• **EXERCISE BRIEF**
Whenever the word "Option" turns up in a line below, that line should be copied.

(Stored data entries)
::::::
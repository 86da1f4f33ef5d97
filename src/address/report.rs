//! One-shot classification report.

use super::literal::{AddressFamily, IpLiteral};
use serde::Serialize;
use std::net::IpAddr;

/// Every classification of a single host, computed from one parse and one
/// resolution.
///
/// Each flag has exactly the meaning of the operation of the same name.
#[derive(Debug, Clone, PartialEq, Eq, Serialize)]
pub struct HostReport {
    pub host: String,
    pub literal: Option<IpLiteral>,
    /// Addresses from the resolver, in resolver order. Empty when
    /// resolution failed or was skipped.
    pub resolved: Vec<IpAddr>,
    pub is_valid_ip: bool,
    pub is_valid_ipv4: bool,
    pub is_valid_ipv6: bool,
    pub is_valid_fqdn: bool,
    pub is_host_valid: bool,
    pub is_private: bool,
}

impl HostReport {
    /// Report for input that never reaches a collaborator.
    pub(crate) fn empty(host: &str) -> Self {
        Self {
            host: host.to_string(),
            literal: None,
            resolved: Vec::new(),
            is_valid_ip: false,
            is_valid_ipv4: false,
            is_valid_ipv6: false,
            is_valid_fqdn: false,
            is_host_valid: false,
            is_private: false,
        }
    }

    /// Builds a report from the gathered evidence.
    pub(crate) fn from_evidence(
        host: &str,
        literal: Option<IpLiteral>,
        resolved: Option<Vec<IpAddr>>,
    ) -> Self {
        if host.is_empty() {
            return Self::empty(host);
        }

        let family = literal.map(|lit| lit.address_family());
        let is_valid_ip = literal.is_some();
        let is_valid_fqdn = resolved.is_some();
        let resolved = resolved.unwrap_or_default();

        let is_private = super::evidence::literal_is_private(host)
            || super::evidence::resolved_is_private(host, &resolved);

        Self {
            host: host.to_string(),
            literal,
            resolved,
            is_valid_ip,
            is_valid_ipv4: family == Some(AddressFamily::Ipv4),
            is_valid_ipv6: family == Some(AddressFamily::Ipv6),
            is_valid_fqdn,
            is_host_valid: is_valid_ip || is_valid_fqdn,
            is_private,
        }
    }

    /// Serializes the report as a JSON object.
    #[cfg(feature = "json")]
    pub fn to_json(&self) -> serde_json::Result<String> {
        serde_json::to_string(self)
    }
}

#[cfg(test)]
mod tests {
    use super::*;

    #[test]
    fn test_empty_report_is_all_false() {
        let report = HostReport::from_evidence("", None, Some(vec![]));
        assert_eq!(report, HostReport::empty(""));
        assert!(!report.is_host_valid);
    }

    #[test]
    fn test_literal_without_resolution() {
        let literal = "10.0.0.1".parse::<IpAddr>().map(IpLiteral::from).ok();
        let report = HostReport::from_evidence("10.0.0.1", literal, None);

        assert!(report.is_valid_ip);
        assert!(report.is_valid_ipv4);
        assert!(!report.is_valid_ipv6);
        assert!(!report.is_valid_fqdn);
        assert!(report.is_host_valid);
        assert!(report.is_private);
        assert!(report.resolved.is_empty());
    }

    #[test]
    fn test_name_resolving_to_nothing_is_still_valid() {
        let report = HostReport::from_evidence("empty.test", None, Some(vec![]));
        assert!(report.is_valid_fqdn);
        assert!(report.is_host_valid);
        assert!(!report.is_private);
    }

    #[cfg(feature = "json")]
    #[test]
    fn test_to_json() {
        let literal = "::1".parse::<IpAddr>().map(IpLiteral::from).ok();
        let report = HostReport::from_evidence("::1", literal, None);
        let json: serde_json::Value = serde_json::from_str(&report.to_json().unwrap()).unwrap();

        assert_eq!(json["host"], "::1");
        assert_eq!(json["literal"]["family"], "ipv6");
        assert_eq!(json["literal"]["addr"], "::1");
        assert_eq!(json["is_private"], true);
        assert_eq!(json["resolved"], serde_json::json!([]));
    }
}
::::::
• **RESULT OF THE EXERCISE**
    pub literal: Option<IpLiteral>,
        literal: Option<IpLiteral>,
        resolved: Option<Vec<IpAddr>>,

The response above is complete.